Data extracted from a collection
○ ○ ○ ○ ○

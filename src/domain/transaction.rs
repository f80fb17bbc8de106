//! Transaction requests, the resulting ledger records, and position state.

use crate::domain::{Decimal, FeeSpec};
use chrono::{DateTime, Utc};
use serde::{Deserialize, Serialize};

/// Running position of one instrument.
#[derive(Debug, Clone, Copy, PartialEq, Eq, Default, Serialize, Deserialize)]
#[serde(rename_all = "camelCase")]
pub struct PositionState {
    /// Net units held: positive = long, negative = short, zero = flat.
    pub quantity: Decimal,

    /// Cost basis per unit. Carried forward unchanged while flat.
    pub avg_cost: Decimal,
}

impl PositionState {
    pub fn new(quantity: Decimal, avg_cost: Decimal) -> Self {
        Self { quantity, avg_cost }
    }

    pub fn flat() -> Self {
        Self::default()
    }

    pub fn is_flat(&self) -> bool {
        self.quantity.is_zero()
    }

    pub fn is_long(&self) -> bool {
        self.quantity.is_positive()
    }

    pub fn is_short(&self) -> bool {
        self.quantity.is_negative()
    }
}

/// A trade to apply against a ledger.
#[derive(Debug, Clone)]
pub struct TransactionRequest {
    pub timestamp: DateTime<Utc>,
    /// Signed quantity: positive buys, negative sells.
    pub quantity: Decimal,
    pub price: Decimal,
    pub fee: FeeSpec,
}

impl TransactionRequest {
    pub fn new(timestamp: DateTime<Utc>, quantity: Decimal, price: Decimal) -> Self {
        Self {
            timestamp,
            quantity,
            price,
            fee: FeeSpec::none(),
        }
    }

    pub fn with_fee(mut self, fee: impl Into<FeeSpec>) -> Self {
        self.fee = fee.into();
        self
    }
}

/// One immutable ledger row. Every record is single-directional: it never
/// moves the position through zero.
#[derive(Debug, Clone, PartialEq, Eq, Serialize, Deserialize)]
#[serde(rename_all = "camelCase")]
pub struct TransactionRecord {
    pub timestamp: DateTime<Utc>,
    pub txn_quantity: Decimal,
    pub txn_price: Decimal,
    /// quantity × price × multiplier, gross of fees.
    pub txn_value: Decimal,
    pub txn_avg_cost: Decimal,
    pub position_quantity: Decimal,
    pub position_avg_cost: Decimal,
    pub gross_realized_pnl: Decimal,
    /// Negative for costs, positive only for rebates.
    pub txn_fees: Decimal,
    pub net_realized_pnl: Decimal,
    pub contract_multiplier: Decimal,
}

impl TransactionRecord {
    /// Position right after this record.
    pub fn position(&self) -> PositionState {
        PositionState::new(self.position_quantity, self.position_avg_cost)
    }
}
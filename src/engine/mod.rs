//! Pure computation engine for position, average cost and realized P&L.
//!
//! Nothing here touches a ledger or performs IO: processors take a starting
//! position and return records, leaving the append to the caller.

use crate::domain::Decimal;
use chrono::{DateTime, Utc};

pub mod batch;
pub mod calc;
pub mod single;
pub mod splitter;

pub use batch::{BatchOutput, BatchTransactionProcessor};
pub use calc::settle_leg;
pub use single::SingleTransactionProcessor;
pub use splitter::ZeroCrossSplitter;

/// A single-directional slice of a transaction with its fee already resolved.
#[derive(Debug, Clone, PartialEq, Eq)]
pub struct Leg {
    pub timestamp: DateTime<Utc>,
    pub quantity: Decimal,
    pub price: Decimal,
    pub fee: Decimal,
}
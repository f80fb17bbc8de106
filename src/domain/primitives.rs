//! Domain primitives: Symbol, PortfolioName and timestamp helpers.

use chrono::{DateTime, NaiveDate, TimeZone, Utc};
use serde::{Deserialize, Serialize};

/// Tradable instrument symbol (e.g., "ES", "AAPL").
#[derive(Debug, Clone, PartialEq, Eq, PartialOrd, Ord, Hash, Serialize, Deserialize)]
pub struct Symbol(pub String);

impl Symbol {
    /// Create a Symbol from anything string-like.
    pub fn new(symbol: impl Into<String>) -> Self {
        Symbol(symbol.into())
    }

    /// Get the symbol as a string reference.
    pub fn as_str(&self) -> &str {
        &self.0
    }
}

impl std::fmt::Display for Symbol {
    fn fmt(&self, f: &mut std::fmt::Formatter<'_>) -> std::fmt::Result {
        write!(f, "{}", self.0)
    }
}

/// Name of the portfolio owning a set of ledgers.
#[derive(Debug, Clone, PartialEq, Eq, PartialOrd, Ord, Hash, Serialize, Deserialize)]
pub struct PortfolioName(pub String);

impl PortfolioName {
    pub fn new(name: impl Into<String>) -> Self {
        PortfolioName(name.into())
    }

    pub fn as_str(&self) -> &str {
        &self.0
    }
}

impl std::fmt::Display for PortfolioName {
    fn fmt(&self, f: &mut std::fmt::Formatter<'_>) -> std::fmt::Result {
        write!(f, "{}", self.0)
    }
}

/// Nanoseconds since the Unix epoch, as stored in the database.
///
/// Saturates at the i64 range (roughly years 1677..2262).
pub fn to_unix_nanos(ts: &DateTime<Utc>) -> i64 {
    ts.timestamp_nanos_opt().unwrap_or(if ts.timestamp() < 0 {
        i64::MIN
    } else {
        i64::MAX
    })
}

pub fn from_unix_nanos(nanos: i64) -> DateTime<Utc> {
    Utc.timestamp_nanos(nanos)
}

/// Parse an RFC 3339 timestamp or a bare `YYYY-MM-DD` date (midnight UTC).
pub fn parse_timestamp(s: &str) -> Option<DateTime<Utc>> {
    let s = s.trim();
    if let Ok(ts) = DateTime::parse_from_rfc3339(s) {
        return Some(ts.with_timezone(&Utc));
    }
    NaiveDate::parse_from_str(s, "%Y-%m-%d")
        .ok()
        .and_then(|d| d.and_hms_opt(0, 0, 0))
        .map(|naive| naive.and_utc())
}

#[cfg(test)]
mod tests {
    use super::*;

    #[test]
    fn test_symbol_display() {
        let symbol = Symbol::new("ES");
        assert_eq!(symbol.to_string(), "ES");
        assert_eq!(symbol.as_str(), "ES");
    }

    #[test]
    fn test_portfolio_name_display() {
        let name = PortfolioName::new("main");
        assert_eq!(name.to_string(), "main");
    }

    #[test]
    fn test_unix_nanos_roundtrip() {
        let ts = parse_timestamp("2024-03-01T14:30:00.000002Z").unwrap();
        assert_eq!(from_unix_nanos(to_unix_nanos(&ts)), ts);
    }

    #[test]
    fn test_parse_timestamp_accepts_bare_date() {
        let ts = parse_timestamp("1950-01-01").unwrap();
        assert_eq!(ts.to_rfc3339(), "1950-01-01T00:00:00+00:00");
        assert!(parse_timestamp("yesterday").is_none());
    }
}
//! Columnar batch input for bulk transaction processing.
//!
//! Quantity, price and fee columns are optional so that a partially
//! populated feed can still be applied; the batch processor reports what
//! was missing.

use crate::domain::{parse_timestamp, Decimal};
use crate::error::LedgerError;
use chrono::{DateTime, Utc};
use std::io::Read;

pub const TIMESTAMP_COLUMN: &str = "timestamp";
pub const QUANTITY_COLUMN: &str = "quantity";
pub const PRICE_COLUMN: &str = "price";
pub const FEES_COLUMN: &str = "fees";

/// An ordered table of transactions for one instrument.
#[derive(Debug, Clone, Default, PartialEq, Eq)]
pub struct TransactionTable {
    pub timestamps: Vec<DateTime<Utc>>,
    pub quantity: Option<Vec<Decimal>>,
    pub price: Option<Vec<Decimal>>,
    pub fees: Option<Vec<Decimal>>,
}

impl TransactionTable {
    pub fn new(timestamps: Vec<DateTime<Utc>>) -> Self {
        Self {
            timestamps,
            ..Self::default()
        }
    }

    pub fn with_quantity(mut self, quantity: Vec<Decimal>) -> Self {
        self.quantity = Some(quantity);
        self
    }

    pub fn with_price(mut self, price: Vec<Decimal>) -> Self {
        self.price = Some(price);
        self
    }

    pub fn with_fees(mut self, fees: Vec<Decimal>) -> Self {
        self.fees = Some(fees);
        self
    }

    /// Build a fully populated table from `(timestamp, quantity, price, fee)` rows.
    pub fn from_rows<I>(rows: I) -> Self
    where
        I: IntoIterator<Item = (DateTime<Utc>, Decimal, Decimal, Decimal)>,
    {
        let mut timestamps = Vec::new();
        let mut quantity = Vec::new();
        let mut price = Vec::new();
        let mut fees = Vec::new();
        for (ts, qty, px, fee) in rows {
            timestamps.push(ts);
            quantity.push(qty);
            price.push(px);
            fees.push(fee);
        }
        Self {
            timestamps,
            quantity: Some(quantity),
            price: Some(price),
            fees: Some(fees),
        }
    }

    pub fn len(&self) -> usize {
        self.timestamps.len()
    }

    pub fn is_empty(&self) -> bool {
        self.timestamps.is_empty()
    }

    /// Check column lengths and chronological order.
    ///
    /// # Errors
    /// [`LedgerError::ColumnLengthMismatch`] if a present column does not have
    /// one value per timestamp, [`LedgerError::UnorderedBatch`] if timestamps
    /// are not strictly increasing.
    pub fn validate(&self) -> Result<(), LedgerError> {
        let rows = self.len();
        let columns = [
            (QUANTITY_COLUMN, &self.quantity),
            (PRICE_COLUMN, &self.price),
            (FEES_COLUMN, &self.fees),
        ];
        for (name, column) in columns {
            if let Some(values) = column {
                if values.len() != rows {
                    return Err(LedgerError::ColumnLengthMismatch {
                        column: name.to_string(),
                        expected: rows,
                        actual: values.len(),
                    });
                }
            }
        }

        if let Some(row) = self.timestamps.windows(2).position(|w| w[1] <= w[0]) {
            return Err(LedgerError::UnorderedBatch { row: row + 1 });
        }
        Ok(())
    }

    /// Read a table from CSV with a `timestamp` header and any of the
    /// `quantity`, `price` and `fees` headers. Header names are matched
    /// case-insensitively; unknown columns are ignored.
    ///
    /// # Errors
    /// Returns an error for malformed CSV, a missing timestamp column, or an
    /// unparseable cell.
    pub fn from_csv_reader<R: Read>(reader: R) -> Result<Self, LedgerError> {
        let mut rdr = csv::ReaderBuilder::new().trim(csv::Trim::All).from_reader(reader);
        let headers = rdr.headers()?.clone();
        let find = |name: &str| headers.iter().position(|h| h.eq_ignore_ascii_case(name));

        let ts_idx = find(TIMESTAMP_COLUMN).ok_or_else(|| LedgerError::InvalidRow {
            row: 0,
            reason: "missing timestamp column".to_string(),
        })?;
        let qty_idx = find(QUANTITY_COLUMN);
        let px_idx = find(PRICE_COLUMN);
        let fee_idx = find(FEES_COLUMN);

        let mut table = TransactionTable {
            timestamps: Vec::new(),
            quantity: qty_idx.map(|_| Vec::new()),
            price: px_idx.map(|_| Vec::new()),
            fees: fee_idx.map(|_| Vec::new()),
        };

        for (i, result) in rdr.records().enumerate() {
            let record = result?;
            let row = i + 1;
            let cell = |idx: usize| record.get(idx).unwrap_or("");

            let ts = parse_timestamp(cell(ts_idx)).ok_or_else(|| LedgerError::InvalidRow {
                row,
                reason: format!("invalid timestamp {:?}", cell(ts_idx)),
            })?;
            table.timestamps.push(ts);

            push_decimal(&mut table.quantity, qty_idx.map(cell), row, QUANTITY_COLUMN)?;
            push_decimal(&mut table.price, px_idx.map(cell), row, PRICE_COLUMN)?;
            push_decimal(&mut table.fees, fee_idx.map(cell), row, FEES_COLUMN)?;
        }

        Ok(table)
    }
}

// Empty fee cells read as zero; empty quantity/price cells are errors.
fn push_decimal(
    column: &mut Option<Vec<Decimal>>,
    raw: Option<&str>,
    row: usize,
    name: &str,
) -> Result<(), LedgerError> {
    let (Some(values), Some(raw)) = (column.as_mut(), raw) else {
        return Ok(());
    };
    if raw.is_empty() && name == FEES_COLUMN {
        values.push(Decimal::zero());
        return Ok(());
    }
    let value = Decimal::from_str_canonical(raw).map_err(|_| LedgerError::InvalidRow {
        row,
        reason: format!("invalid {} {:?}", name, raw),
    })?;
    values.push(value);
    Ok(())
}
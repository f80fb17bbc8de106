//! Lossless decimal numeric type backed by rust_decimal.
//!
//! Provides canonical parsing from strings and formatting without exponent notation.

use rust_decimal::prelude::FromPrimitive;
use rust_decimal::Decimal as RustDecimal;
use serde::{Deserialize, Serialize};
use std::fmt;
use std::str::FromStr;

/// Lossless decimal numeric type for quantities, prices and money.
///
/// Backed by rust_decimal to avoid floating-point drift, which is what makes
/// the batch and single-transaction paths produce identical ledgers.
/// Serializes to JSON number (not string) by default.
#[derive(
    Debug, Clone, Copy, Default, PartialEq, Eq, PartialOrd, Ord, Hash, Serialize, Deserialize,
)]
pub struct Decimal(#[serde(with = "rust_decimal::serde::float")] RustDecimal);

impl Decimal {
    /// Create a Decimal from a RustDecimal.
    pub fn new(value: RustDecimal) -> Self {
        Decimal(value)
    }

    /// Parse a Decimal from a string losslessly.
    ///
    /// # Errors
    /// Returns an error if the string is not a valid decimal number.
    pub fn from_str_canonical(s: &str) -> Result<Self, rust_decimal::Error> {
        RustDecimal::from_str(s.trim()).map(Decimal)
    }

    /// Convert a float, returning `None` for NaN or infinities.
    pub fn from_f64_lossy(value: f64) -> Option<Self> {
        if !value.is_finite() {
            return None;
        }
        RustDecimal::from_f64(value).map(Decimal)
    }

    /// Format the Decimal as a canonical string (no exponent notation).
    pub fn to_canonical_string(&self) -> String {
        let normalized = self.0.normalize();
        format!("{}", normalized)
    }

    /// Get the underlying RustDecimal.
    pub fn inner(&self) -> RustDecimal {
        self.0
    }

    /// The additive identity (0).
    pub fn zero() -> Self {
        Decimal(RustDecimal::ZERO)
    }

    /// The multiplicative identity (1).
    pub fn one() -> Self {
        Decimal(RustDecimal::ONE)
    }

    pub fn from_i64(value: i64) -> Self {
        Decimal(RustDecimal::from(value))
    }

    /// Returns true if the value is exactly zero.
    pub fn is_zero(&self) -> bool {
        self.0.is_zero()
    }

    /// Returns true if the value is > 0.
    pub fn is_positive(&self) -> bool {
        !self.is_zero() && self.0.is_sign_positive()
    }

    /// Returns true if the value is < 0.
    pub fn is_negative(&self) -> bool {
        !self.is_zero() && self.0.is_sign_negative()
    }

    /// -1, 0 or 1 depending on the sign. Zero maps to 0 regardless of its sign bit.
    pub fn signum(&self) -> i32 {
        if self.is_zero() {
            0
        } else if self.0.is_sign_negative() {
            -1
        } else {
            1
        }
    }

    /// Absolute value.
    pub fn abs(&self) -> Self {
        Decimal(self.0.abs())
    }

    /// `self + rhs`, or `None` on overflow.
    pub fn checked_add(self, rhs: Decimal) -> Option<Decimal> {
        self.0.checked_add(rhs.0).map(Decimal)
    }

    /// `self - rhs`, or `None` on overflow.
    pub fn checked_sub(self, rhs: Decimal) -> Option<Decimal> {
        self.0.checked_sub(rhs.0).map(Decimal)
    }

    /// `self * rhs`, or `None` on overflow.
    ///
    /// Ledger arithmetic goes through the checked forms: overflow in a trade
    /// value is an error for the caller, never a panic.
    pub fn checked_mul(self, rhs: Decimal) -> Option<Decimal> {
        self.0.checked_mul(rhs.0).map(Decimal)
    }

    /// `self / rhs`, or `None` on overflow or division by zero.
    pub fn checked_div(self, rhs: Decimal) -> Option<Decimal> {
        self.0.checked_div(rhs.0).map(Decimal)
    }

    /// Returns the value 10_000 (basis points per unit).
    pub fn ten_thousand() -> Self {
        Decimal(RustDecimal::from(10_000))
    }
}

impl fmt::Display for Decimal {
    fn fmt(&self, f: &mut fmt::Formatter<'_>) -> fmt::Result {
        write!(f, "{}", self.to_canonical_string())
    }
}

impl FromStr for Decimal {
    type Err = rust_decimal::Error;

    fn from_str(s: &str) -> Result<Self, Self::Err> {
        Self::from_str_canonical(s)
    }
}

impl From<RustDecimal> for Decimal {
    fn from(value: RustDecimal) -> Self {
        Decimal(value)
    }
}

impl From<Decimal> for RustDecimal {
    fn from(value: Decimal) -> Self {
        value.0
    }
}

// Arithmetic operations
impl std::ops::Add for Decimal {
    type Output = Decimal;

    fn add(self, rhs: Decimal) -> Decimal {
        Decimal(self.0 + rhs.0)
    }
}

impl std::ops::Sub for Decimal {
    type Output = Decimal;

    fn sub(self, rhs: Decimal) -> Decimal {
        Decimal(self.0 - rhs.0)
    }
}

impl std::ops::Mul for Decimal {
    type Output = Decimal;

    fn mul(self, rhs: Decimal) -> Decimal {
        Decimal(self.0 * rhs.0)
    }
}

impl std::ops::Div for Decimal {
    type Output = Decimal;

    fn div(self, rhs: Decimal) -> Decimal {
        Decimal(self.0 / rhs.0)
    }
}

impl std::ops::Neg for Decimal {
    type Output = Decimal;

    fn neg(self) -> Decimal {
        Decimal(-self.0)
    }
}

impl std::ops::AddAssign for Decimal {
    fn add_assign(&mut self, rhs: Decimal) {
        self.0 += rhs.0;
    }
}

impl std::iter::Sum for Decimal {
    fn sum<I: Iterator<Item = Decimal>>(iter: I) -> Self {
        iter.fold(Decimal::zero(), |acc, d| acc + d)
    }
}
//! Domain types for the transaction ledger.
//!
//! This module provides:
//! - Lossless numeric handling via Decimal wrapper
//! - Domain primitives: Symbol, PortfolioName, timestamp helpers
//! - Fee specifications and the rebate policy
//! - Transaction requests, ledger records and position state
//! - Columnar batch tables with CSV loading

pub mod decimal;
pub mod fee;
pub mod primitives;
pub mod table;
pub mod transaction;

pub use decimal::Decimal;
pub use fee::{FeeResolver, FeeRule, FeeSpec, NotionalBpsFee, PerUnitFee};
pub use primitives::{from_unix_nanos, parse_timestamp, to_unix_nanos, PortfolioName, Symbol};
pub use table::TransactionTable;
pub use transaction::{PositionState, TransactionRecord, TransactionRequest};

○ ○ ○ ○ ○

▶ PROBLEM:
Starting with the first line of the entries and ending with the line that has "pub fn new(quantity: Decimal, avg_cost: Decimal)", copy each line exactly and add nothing.

▶ TASK RESULT:
filename src/domain/transaction.rs
repository f80fb17bbc8de106
//! Transaction requests, the resulting ledger records, and position state.

use crate::domain::{Decimal, FeeSpec};
use chrono::{DateTime, Utc};
use serde::{Deserialize, Serialize};

/// Running position of one instrument.
#[derive(Debug, Clone, Copy, PartialEq, Eq, Default, Serialize, Deserialize)]
#[serde(rename_all = "camelCase")]
pub struct PositionState {
    /// Net units held: positive = long, negative = short, zero = flat.
    pub quantity: Decimal,

    /// Cost basis per unit. Carried forward unchanged while flat.
    pub avg_cost: Decimal,
}

impl PositionState {
    pub fn new(quantity: Decimal, avg_cost: Decimal) -> Self {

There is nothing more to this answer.